Without analysing the etymology of the word baptise, in Greek it basically means "to dip, plunge, or immerse" something entirely into water. In the Orthodox Church this is exactly how people are baptised, they are fully immersed into water three times. The person being baptised is immersed three times, and with each plunge a the Name of a Person of the Holy Trinity is invoked, in order to be baptised in the Name of the All-Holy Trinity. The priest or bishop, while laying his right hand on the head of the person being baptised, (who is already standing in the water facing the east), says: "The servant/Handmaid of God .............. is baptised in the Name of the Father (Down into water) Amen. (Out of the water). And of the Son (Down into water) Amen. (Out of the water). And of the Holy Spirit. Amen."
In the Holy Orthodox Church, it is not just adults who are eligible to be baptised, infant baptisms are customary tradition and practice of the Church. In fact, contrary to the misconception that baptism was only performed on adults in the ancient Church, furthermore, infant baptism has Biblical routes as we will see below. In the early Church St. Polycarp described himself as having been in devoted service to Christ for 86 years in a manner that would clearly indicate a childhood baptism. St. Justin Martyr tells of the “many men and women who have been disciples of Christ from childhood.” St. Irenaeus of Lyon wrote about “all who are born again in God, the infants, and the small children . . . and the mature.” St. Hippolytus of Rome insisted that “first you should baptize the little ones . . . but for those who cannot speak, their parents should speak or another who belongs to their family.”
In the Holy Gospel, our Lord Himself said: "Then little children were brought to Jesus for Him to place His hands on them and pray for them. But the disciples rebuked those who brought them. Jesus said, "Let the little children come to me, and do not hinder them, for the Kingdom of Heaven belongs to such as these." (St. Matthew 19:13-14)
In 1 Corinthians 1:16: Saint Paul baptised the household of Stephanus.
Acts 11:3: St. Peter baptized the household of Cornelius.
Acts 16:15: Saint Paul baptizes the household of Lydia.
Acts 16:31: Philippian jailer's household is baptized.

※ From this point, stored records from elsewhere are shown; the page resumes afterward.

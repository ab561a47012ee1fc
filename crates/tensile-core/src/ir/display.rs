//! Textual form of programs.
//!
//! A debugging surface, not an exchange format: there is no parser for it.
//! One op per line, SSA names straight from the value arena, so two
//! compacted programs print identically iff they are structurally equal.

use crate::ir::op::OpKind;
use crate::ir::program::{Function, Operation, Program};
use crate::symbol::SymbolHash;
use std::fmt;

impl fmt::Display for Program {
    fn fmt(&self, f: &mut fmt::Formatter<'_>) -> fmt::Result {
        if let Some(graph) = &self.hierarchy {
            for id in graph.class_ids() {
                let class = graph.class(id);
                let root = if id == graph.root { " root" } else { "" };
                writeln!(f, "class @{}{root} {{", class.name)?;
                for slot in &class.slots {
                    let kw = if slot.is_submodule() { "submodule" } else { "slot" };
                    write!(f, "  {kw} {} : {}", slot.name, slot.ty)?;
                    if let Some(init) = &slot.initializer {
                        write!(f, " = {init}")?;
                    }
                    if slot.mutable {
                        write!(f, " mutable")?;
                    }
                    writeln!(f)?;
                }
                for method in &class.methods {
                    let export = if method.exported { " exported" } else { "" };
                    writeln!(
                        f,
                        "  method {} -> @{}{export}",
                        method.name,
                        self.function(method.func).name
                    )?;
                }
                writeln!(f, "}}")?;
            }
        }
        for slot in &self.globals {
            let kw = if slot.mutable { "global mutable" } else { "global" };
            writeln!(f, "{kw} @{} : {} = {}", slot.name, slot.ty, slot.initializer)?;
        }
        for (i, function) in self.functions.iter().enumerate() {
            if i > 0 || !self.globals.is_empty() || self.hierarchy.is_some() {
                writeln!(f)?;
            }
            write_function(f, self, function)?;
        }
        Ok(())
    }
}

/// Print one function the way [`Program`]'s `Display` does.
pub fn write_function(
    f: &mut fmt::Formatter<'_>,
    program: &Program,
    func: &Function,
) -> fmt::Result {
    let vis = if func.is_public() { "public" } else { "private" };
    write!(f, "func {vis} @{}(", func.name)?;
    for (i, &param) in func.params().iter().enumerate() {
        if i > 0 {
            write!(f, ", ")?;
        }
        write!(f, "{param}: {}", func.value(param).ty)?;
    }
    write!(f, ")")?;
    match func.results.len() {
        0 => {}
        1 => write!(f, " -> {}", func.results[0])?,
        _ => {
            write!(f, " -> (")?;
            for (i, ty) in func.results.iter().enumerate() {
                if i > 0 {
                    write!(f, ", ")?;
                }
                write!(f, "{ty}")?;
            }
            write!(f, ")")?;
        }
    }
    writeln!(f, " {{")?;
    for (b, block) in func.blocks.iter().enumerate() {
        if b == 0 {
            writeln!(f, "bb0:")?;
        } else {
            write!(f, "bb{b}(")?;
            for (i, &param) in block.params.iter().enumerate() {
                if i > 0 {
                    write!(f, ", ")?;
                }
                write!(f, "{param}: {}", func.value(param).ty)?;
            }
            writeln!(f, "):")?;
        }
        for &op in &block.ops {
            write_op(f, program, func, func.op(op))?;
        }
    }
    writeln!(f, "}}")
}

fn write_symbol(f: &mut fmt::Formatter<'_>, program: &Program, symbol: SymbolHash) -> fmt::Result {
    match program.find_slot(symbol) {
        Some(id) => write!(f, "@{}", program.slot(id).name),
        None => write!(f, "@0x{:016x}", symbol.as_u64()),
    }
}

fn write_op(
    f: &mut fmt::Formatter<'_>,
    program: &Program,
    func: &Function,
    op: &Operation,
) -> fmt::Result {
    write!(f, "  ")?;
    for (i, &result) in op.results.iter().enumerate() {
        if i > 0 {
            write!(f, ", ")?;
        }
        write!(f, "{result}")?;
    }
    if !op.results.is_empty() {
        write!(f, " = ")?;
    }

    match &op.kind {
        OpKind::Br { target } => {
            write!(f, "br {target}")?;
            write_args(f, &op.operands)?;
            return writeln!(f);
        }
        OpKind::CondBr { on_true, on_false, true_args } => {
            let split = *true_args as usize;
            write!(f, "cond_br {}, {on_true}", op.operand(0))?;
            write_args(f, &op.operands[1..1 + split])?;
            write!(f, ", {on_false}")?;
            write_args(f, &op.operands[1 + split..])?;
            return writeln!(f);
        }
        OpKind::Const(value) => write!(f, "const {value}")?,
        OpKind::GetSlot(name) => write!(f, "get_slot \"{name}\"")?,
        OpKind::SetSlot(name) => write!(f, "set_slot \"{name}\"")?,
        OpKind::CallMethod(name) => write!(f, "call_method \"{name}\"")?,
        OpKind::Call(callee) => write!(f, "call @{callee}")?,
        OpKind::GlobalGet(s) | OpKind::GlobalRead(s) | OpKind::GlobalSet(s) => {
            write!(f, "{} ", op.kind.opcode())?;
            write_symbol(f, program, *s)?;
        }
        OpKind::Transpose { dim0, dim1 } => write!(f, "transpose[{dim0},{dim1}]")?,
        OpKind::Sum { dim: Some(d), keepdim: true } => write!(f, "sum[dim={d},keepdim]")?,
        OpKind::Sum { dim: Some(d), keepdim: false } => write!(f, "sum[dim={d}]")?,
        OpKind::Sum { dim: None, keepdim: true } => write!(f, "sum[all,keepdim]")?,
        OpKind::Sum { dim: None, keepdim: false } => write!(f, "sum[all]")?,
        OpKind::Softmax { dim } => write!(f, "softmax[{dim}]")?,
        OpKind::Mean { dim: Some(d) } => write!(f, "mean[dim={d}]")?,
        OpKind::Mean { dim: None } => write!(f, "mean[all]")?,
        other => write!(f, "{}", other.opcode())?,
    }

    let mut first = true;
    for &operand in &op.operands {
        if first {
            write!(f, " {operand}")?;
            first = false;
        } else {
            write!(f, ", {operand}")?;
        }
    }

    match op.results.len() {
        0 => {}
        1 => write!(f, " : {}", func.value(op.result(0)).ty)?,
        _ => {
            write!(f, " : (")?;
            for (i, &result) in op.results.iter().enumerate() {
                if i > 0 {
                    write!(f, ", ")?;
                }
                write!(f, "{}", func.value(result).ty)?;
            }
            write!(f, ")")?;
        }
    }
    writeln!(f)
}

fn write_args(f: &mut fmt::Formatter<'_>, args: &[crate::ids::ValueId]) -> fmt::Result {
    if args.is_empty() {
        return Ok(());
    }
    write!(f, "(")?;
    for (i, &arg) in args.iter().enumerate() {
        if i > 0 {
            write!(f, ", ")?;
        }
        write!(f, "{arg}")?;
    }
    write!(f, ")")
}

The fact that entire households were baptised, shows us that baptism was not limited to just adults, since children are part of most households. The first recorded opposition to the practice comes from Tertullian the historian in the third century. He objected to the practice of baptizing infants because of the heretical idea that sin after baptism was nearly unforgivable2. His dissension should be understood within the larger debates of his day, centered around perceived laxity in church morals and government. Many of the greatest Fathers of the third and fourth centuries were not baptized until they were adults, despite having been born to Christian parents. Among them were St. Basil the Great, St. Augustine, and St. Jerome. The later baptism of these men reflects a larger crisis in the newly legalized Church under St. Constantine. One reason postponing baptism became popular was the desire of some Christians to counteract the new wave of baptisms of pagans wishing only to belong to the faith of their emperor. While not yet a requirement of Roman loyalty or citizenship, baptism ensured that one was on the right side of Rome. Postponing baptism emphasized the significance of the rite, and was an attempt to preserve the genuineness of the life for which baptism served as the initiation. Postponement had nothing to do with the validity of a child’s baptism. Many of those Fathers whose baptism was postponed insisted later on that families baptize their new born children, notably St. John Chrysostom, St. Ambrose, and St. Cyril of Alexandria.
When an infant is baptised, the confession of faith is solemnly pronounced by his godparent who thereby is obligated to bring the child up in the Christian faith and make his Baptism conscious. An infant who receives the Mystery of Baptism cannot rationally understand what is happening to him, yet he is fully capable of receiving the Grace of the Holy Spirit. 'I believe'; writes Saint Symeon the New Theologian, "that baptized infants are sanctified and preserved under the wing of the All-Holy Spirit and that they are lambs of the spiritual flock of Christ and chosen lambs, for they have been imprinted with the sign of the Life-Giving Cross and freed completely from the tyranny of the devil. The Grace of God is given to infants as a pledge of their future belief, as a seed cast into the earth: for the need to grow into a tree and bring forth fruit, the efforts both of the godparents and of the one baptized as he grows are needed."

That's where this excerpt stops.